EXERCISE REQUIREMENTS: Could you copy the whole listing below exactly as written?

RAW DATA:
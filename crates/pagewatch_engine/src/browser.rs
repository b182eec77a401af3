use std::ffi::OsStr;
use std::path::PathBuf;
use std::time::Duration;

use headless_chrome::{Browser, LaunchOptions};
use pagewatch_logging::{watch_debug, watch_info};

use crate::{FailureKind, RenderError, Renderer, Snapshot};

/// Flags passed to every launched Chrome, on top of the headless/sandbox switches.
const EXTRA_CHROME_ARGS: [&str; 2] = ["--disable-dev-shm-usage", "--disable-gpu"];

#[derive(Debug, Clone, PartialEq, Eq)]
pub struct BrowserSettings {
    pub headless: bool,
    /// Chrome's own sandbox; usually unavailable inside containers and CI runners.
    pub sandbox: bool,
    /// Chrome executable; `None` searches the usual install locations.
    pub chrome_path: Option<PathBuf>,
    pub window_size: (u32, u32),
    /// Bound on navigation and on each DevTools call.
    pub navigation_timeout: Duration,
    /// Wait after navigation so client-side script can build the page.
    pub settle_delay: Duration,
}

impl Default for BrowserSettings {
    fn default() -> Self {
        Self {
            headless: true,
            sandbox: false,
            chrome_path: None,
            window_size: (1920, 1080),
            navigation_timeout: Duration::from_secs(30),
            settle_delay: Duration::from_secs(6),
        }
    }
}

/// Renderer driving a headless Chrome over DevTools.
///
/// Each render launches a fresh browser, navigates, lets page script run for
/// the settle delay and snapshots the resulting DOM.
#[derive(Debug, Clone)]
pub struct BrowserRenderer {
    settings: BrowserSettings,
}

impl BrowserRenderer {
    pub fn new(settings: BrowserSettings) -> Self {
        Self { settings }
    }

    fn launch_options(&self) -> Result<LaunchOptions<'static>, RenderError> {
        let settings = &self.settings;
        LaunchOptions::default_builder()
            .headless(settings.headless)
            .sandbox(settings.sandbox)
            .window_size(Some(settings.window_size))
            .path(settings.chrome_path.clone())
            .idle_browser_timeout(settings.navigation_timeout + settings.settle_delay)
            .args(EXTRA_CHROME_ARGS.into_iter().map(OsStr::new).collect())
            .build()
            .map_err(|err| browser_error("launch options", err))
    }

    /// Blocking part of a render: everything that talks to Chrome.
    fn capture(&self, url: &str) -> Result<Snapshot, RenderError> {
        let browser =
            Browser::new(self.launch_options()?).map_err(|err| browser_error("launch", err))?;
        let tab = browser.new_tab().map_err(|err| browser_error("new tab", err))?;
        tab.set_default_timeout(self.settings.navigation_timeout);
        tab.navigate_to(url)
            .and_then(|tab| tab.wait_until_navigated())
            .map_err(|err| browser_error("navigate", err))?;

        if !self.settings.settle_delay.is_zero() {
            watch_debug!("Settling for {:?}", self.settings.settle_delay);
            std::thread::sleep(self.settings.settle_delay);
        }

        let html = tab
            .get_content()
            .map_err(|err| browser_error("page content", err))?;
        let final_url = tab.get_url();
        watch_debug!("Captured {} ({} chars)", final_url, html.chars().count());
        Ok(Snapshot::from_html(final_url, html))
    }
}

fn browser_error(step: &str, err: impl std::fmt::Display) -> RenderError {
    RenderError::new(FailureKind::Browser, format!("{step}: {err}"))
}

#[async_trait::async_trait]
impl Renderer for BrowserRenderer {
    async fn render(&self, url: &str) -> Result<Snapshot, RenderError> {
        reqwest::Url::parse(url)
            .map_err(|err| RenderError::new(FailureKind::InvalidUrl, err.to_string()))?;
        watch_info!("Rendering {} in headless Chrome", url);

        let renderer = self.clone();
        let url = url.to_string();
        tokio::task::spawn_blocking(move || renderer.capture(&url))
            .await
            .map_err(|err| browser_error("render task", err))?
    }
}

#[cfg(test)]
mod tests {
    use super::*;

    #[test]
    fn launch_options_carry_settings() {
        let renderer = BrowserRenderer::new(BrowserSettings {
            chrome_path: Some(PathBuf::from("/opt/chrome/chrome")),
            window_size: (1280, 720),
            ..BrowserSettings::default()
        });
        let options = renderer.launch_options().unwrap();

        assert!(options.headless);
        assert!(!options.sandbox);
        assert_eq!(options.window_size, Some((1280, 720)));
        assert_eq!(options.path, Some(PathBuf::from("/opt/chrome/chrome")));
        assert_eq!(options.idle_browser_timeout, Duration::from_secs(36));
        assert_eq!(options.args.len(), EXTRA_CHROME_ARGS.len());
    }

    #[tokio::test]
    async fn malformed_url_fails_before_launching_chrome() {
        let renderer = BrowserRenderer::new(BrowserSettings {
            chrome_path: Some(PathBuf::from("/nonexistent/chrome")),
            ..BrowserSettings::default()
        });
        let err = renderer.render("not a url").await.unwrap_err();
        assert_eq!(err.kind, FailureKind::InvalidUrl);
    }

    #[tokio::test]
    async fn missing_chrome_is_a_browser_failure() {
        let renderer = BrowserRenderer::new(BrowserSettings {
            chrome_path: Some(PathBuf::from("/nonexistent/pagewatch/chrome")),
            settle_delay: Duration::ZERO,
            ..BrowserSettings::default()
        });
        let err = renderer
            .render("https://example.com/monster-alpha")
            .await
            .unwrap_err();
        assert_eq!(err.kind, FailureKind::Browser);
        assert!(err.message.starts_with("launch"), "{}", err.message);
    }
}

SOLUTION FOR THIS EXERCISE:
filename crates/pagewatch_engine/src/browser.rs
repository b182eec77a401af3
use std::ffi::OsStr;
use std::path::PathBuf;
use std::time::Duration;

use headless_chrome::{Browser, LaunchOptions};
use pagewatch_logging::{watch_debug, watch_info};

use crate::{FailureKind, RenderError, Renderer, Snapshot};

/// Flags passed to every launched Chrome, on top of the headless/sandbox switches.
const EXTRA_CHROME_ARGS: [&str; 2] = ["--disable-dev-shm-usage", "--disable-gpu"];

#[derive(Debug, Clone, PartialEq, Eq)]
pub struct BrowserSettings {
    pub headless: bool,
    /// Chrome's own sandbox; usually unavailable inside containers and CI runners.
    pub sandbox: bool,
    /// Chrome executable; `None` searches the usual install locations.
    pub chrome_path: Option<PathBuf>,
    pub window_size: (u32, u32),
    /// Bound on navigation and on each DevTools call.
    pub navigation_timeout: Duration,
    /// Wait after navigation so client-side script can build the page.
    pub settle_delay: Duration,
}

impl Default for BrowserSettings {
    fn default() -> Self {
        Self {
            headless: true,
            sandbox: false,
            chrome_path: None,
            window_size: (1920, 1080),
            navigation_timeout: Duration::from_secs(30),
            settle_delay: Duration::from_secs(6),
        }
    }
}

/// Renderer driving a headless Chrome over DevTools.
///
/// Each render launches a fresh browser, navigates, lets page script run for
/// the settle delay and snapshots the resulting DOM.
#[derive(Debug, Clone)]
pub struct BrowserRenderer {
    settings: BrowserSettings,
}

impl BrowserRenderer {
    pub fn new(settings: BrowserSettings) -> Self {
        Self { settings }
    }

    fn launch_options(&self) -> Result<LaunchOptions<'static>, RenderError> {
        let settings = &self.settings;
        LaunchOptions::default_builder()
            .headless(settings.headless)
            .sandbox(settings.sandbox)
            .window_size(Some(settings.window_size))
            .path(settings.chrome_path.clone())
            .idle_browser_timeout(settings.navigation_timeout + settings.settle_delay)
            .args(EXTRA_CHROME_ARGS.into_iter().map(OsStr::new).collect())
            .build()
            .map_err(|err| browser_error("launch options", err))
    }

    /// Blocking part of a render: everything that talks to Chrome.
    fn capture(&self, url: &str) -> Result<Snapshot, RenderError> {
        let browser =
            Browser::new(self.launch_options()?).map_err(|err| browser_error("launch", err))?;
        let tab = browser.new_tab().map_err(|err| browser_error("new tab", err))?;
        tab.set_default_timeout(self.settings.navigation_timeout);
        tab.navigate_to(url)
            .and_then(|tab| tab.wait_until_navigated())
            .map_err(|err| browser_error("navigate", err))?;

        if !self.settings.settle_delay.is_zero() {
            watch_debug!("Settling for {:?}", self.settings.settle_delay);
            std::thread::sleep(self.settings.settle_delay);
        }

        let html = tab
            .get_content()
            .map_err(|err| browser_error("page content", err))?;
        let final_url = tab.get_url();
        watch_debug!("Captured {} ({} chars)", final_url, html.chars().count());
        Ok(Snapshot::from_html(final_url, html))
    }
}

fn browser_error(step: &str, err: impl std::fmt::Display) -> RenderError {
    RenderError::new(FailureKind::Browser, format!("{step}: {err}"))
}

#[async_trait::async_trait]
impl Renderer for BrowserRenderer {
    async fn render(&self, url: &str) -> Result<Snapshot, RenderError> {
        reqwest::Url::parse(url)
            .map_err(|err| RenderError::new(FailureKind::InvalidUrl, err.to_string()))?;
        watch_info!("Rendering {} in headless Chrome", url);

        let renderer = self.clone();
        let url = url.to_string();
        tokio::task::spawn_blocking(move || renderer.capture(&url))
            .await
            .map_err(|err| browser_error("render task", err))?
    }
}

#[cfg(test)]
mod tests {
    use super::*;

    #[test]
    fn launch_options_carry_settings() {
        let renderer = BrowserRenderer::new(BrowserSettings {
            chrome_path: Some(PathBuf::from("/opt/chrome/chrome")),
            window_size: (1280, 720),
            ..BrowserSettings::default()
        });
        let options = renderer.launch_options().unwrap();

        assert!(options.headless);
        assert!(!options.sandbox);
        assert_eq!(options.window_size, Some((1280, 720)));
        assert_eq!(options.path, Some(PathBuf::from("/opt/chrome/chrome")));
        assert_eq!(options.idle_browser_timeout, Duration::from_secs(36));
        assert_eq!(options.args.len(), EXTRA_CHROME_ARGS.len());
    }

    #[tokio::test]
    async fn malformed_url_fails_before_launching_chrome() {
        let renderer = BrowserRenderer::new(BrowserSettings {
            chrome_path: Some(PathBuf::from("/nonexistent/chrome")),
            ..BrowserSettings::default()
        });
        let err = renderer.render("not a url").await.unwrap_err();
        assert_eq!(err.kind, FailureKind::InvalidUrl);
    }

    #[tokio::test]
    async fn missing_chrome_is_a_browser_failure() {
        let renderer = BrowserRenderer::new(BrowserSettings {
            chrome_path: Some(PathBuf::from("/nonexistent/pagewatch/chrome")),
            settle_delay: Duration::ZERO,
            ..BrowserSettings::default()
        });
        let err = renderer
            .render("https://example.com/monster-alpha")
            .await
            .unwrap_err();
        assert_eq!(err.kind, FailureKind::Browser);
        assert!(err.message.starts_with("launch"), "{}", err.message);
    }
}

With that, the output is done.